EXERCISE OBJECTIVE —
In the records that follow, find each line containing "CRUD" and copy it.

RECORDS —
■ ■ ■ ■ ■ ■ ■

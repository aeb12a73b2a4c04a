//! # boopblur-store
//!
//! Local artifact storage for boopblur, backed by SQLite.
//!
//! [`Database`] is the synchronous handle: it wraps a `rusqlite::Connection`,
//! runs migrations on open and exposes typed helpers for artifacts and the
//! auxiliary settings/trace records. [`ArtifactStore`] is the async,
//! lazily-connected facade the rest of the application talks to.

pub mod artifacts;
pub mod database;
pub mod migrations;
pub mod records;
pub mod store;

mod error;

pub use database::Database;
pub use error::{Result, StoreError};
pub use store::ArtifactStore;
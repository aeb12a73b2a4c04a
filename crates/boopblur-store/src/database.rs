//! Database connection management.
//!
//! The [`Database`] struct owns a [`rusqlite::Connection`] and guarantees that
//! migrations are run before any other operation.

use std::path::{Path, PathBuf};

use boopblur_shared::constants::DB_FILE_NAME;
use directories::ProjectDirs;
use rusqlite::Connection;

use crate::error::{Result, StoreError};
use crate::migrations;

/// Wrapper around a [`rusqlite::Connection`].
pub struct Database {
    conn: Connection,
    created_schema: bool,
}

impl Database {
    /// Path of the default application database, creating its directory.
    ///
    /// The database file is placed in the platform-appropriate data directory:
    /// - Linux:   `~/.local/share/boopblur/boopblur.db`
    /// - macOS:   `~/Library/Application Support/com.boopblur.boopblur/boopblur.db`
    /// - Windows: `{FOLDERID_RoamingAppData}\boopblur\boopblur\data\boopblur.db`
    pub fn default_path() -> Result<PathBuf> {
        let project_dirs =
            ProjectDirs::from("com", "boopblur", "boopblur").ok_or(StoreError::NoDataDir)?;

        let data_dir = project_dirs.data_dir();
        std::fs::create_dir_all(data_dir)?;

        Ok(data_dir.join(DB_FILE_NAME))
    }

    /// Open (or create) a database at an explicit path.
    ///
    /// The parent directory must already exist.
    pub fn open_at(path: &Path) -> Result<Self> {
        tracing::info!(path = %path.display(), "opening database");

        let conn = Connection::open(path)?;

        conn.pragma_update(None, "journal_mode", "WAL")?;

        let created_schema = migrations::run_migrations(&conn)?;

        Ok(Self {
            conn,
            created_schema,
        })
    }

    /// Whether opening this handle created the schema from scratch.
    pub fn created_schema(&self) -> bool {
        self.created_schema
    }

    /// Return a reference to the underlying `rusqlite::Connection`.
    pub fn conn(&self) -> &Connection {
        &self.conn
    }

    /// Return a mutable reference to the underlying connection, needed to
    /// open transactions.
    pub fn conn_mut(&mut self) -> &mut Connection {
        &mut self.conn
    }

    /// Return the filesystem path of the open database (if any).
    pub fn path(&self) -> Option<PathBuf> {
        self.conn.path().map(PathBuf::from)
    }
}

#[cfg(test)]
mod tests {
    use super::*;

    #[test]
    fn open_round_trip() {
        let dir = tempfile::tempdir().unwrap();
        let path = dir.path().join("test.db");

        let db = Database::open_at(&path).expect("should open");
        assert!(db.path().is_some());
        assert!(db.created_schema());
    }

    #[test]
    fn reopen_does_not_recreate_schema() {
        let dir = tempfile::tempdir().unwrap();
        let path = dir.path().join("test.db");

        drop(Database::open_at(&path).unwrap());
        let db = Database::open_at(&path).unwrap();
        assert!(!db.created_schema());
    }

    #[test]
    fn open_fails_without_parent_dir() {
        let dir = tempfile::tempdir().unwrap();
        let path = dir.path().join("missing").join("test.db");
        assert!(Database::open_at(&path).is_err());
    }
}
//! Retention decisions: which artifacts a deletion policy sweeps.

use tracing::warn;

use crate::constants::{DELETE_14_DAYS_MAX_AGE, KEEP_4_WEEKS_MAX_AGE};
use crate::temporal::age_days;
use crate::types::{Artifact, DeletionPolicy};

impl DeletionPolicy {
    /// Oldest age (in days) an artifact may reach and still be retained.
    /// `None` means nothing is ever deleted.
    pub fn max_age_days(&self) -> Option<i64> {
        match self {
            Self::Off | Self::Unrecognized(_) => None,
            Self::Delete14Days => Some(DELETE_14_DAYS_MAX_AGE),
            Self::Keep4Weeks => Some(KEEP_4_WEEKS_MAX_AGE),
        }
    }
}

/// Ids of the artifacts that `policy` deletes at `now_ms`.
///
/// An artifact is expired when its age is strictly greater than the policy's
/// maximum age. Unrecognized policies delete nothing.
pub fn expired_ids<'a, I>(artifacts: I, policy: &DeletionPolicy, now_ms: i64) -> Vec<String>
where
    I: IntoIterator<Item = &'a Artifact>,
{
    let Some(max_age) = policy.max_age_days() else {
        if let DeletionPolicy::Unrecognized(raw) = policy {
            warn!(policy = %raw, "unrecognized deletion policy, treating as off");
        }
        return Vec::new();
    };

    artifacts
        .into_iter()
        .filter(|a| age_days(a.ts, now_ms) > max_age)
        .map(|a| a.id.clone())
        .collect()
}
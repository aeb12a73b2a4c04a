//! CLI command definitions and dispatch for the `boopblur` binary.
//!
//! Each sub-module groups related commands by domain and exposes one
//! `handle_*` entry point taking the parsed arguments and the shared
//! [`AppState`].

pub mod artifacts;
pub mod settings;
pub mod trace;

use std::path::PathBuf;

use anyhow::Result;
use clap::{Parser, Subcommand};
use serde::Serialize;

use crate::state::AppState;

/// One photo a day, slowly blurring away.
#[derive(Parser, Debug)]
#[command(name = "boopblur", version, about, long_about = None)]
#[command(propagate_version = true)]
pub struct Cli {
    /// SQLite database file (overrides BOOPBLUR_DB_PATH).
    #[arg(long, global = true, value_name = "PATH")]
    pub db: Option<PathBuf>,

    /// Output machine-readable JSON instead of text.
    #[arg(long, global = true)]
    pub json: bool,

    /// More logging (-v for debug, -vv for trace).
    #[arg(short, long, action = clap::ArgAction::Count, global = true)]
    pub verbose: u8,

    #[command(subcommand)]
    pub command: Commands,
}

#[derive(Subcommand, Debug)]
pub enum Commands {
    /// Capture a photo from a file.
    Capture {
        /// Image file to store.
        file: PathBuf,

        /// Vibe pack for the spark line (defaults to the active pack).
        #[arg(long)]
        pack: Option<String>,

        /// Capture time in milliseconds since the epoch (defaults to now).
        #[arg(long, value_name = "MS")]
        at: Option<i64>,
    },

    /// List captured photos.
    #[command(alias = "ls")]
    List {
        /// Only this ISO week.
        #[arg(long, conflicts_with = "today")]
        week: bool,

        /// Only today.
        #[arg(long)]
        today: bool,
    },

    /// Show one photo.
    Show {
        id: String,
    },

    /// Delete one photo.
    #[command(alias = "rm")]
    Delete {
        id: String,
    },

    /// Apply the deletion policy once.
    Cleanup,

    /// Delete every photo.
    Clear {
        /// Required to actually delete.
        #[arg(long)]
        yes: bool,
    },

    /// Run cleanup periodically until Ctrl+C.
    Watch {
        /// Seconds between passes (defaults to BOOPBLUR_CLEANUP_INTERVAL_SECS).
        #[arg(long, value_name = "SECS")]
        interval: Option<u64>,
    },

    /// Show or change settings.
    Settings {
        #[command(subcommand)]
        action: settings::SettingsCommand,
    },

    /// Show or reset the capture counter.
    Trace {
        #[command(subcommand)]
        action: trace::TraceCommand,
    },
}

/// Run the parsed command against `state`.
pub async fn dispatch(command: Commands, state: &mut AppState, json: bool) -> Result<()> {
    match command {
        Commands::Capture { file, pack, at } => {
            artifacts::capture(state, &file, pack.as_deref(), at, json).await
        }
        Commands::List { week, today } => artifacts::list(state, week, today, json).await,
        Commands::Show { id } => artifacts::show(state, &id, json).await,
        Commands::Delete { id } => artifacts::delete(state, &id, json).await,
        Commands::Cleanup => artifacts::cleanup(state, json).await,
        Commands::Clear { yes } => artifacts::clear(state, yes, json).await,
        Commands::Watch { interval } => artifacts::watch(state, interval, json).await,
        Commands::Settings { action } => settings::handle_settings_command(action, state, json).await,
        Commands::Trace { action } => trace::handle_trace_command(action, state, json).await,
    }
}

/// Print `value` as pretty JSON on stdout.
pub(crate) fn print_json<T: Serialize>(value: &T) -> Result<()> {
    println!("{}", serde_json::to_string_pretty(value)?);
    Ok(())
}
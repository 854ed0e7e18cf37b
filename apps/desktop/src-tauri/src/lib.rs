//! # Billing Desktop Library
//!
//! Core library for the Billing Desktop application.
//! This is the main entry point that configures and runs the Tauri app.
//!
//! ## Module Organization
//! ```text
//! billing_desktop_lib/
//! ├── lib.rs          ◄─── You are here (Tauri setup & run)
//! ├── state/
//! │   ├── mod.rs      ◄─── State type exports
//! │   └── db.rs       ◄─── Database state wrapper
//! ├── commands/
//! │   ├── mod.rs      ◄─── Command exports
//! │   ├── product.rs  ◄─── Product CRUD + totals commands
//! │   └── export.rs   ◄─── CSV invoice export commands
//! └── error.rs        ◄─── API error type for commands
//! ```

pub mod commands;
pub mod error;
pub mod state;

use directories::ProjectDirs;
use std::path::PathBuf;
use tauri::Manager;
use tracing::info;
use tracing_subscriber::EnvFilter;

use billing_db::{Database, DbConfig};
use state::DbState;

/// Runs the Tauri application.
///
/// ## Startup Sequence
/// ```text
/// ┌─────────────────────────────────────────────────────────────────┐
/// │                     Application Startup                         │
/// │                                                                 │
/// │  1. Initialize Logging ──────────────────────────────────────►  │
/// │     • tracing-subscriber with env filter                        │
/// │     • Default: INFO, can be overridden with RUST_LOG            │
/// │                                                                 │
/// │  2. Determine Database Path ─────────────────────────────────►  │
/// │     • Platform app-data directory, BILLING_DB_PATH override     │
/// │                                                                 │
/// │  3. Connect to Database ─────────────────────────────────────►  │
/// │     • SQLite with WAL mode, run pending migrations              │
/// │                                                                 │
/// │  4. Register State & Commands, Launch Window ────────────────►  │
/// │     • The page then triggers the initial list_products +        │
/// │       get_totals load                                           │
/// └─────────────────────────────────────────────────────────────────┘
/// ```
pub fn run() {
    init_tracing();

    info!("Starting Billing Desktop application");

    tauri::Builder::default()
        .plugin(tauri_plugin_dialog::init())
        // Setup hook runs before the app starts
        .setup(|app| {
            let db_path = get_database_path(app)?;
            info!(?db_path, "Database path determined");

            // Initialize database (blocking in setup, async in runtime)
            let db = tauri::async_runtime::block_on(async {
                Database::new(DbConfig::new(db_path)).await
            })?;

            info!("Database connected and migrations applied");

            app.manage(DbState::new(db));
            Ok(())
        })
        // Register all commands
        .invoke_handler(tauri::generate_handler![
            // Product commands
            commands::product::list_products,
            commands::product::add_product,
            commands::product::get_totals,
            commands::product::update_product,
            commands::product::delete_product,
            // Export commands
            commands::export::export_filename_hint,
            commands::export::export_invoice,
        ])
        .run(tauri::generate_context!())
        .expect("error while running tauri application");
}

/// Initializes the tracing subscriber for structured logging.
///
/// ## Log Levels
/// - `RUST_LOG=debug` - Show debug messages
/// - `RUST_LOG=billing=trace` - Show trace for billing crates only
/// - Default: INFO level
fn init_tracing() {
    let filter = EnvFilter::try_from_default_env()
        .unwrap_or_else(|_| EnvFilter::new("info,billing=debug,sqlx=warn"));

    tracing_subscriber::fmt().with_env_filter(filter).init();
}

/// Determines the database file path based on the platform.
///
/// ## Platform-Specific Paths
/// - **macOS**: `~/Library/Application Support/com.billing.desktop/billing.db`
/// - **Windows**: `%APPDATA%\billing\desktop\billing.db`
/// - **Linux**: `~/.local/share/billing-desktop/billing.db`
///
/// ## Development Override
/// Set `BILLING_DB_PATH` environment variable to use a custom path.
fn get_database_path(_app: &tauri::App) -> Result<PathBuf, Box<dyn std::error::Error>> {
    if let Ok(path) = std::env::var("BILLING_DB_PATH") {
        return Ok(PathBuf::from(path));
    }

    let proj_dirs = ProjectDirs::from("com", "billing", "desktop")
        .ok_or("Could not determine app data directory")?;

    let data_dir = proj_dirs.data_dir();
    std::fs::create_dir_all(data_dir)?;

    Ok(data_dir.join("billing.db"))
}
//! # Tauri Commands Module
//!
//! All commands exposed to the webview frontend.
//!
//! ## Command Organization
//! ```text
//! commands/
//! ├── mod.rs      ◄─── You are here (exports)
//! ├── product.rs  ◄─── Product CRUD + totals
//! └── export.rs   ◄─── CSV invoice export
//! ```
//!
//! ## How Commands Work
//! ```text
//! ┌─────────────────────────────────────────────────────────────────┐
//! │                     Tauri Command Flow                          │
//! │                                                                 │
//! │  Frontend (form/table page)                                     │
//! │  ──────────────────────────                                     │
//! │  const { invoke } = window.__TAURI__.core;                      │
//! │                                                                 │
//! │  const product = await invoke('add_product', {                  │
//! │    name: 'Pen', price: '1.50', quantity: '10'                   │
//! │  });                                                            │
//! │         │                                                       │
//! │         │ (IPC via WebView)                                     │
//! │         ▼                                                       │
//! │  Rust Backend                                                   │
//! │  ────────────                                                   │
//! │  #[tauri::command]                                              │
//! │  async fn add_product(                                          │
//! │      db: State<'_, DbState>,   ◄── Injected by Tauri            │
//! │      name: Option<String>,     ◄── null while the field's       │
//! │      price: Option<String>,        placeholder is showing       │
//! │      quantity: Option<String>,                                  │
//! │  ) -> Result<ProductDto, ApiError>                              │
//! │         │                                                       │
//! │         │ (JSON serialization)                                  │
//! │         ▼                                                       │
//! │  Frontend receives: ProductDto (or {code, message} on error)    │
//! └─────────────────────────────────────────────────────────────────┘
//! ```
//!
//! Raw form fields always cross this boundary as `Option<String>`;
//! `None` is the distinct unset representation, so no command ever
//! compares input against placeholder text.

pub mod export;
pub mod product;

■ ■ ■ ■ ■ ■ ■

SOLUTION TO THE EXERCISE —
//! │   ├── product.rs  ◄─── Product CRUD + totals commands
//! ├── product.rs  ◄─── Product CRUD + totals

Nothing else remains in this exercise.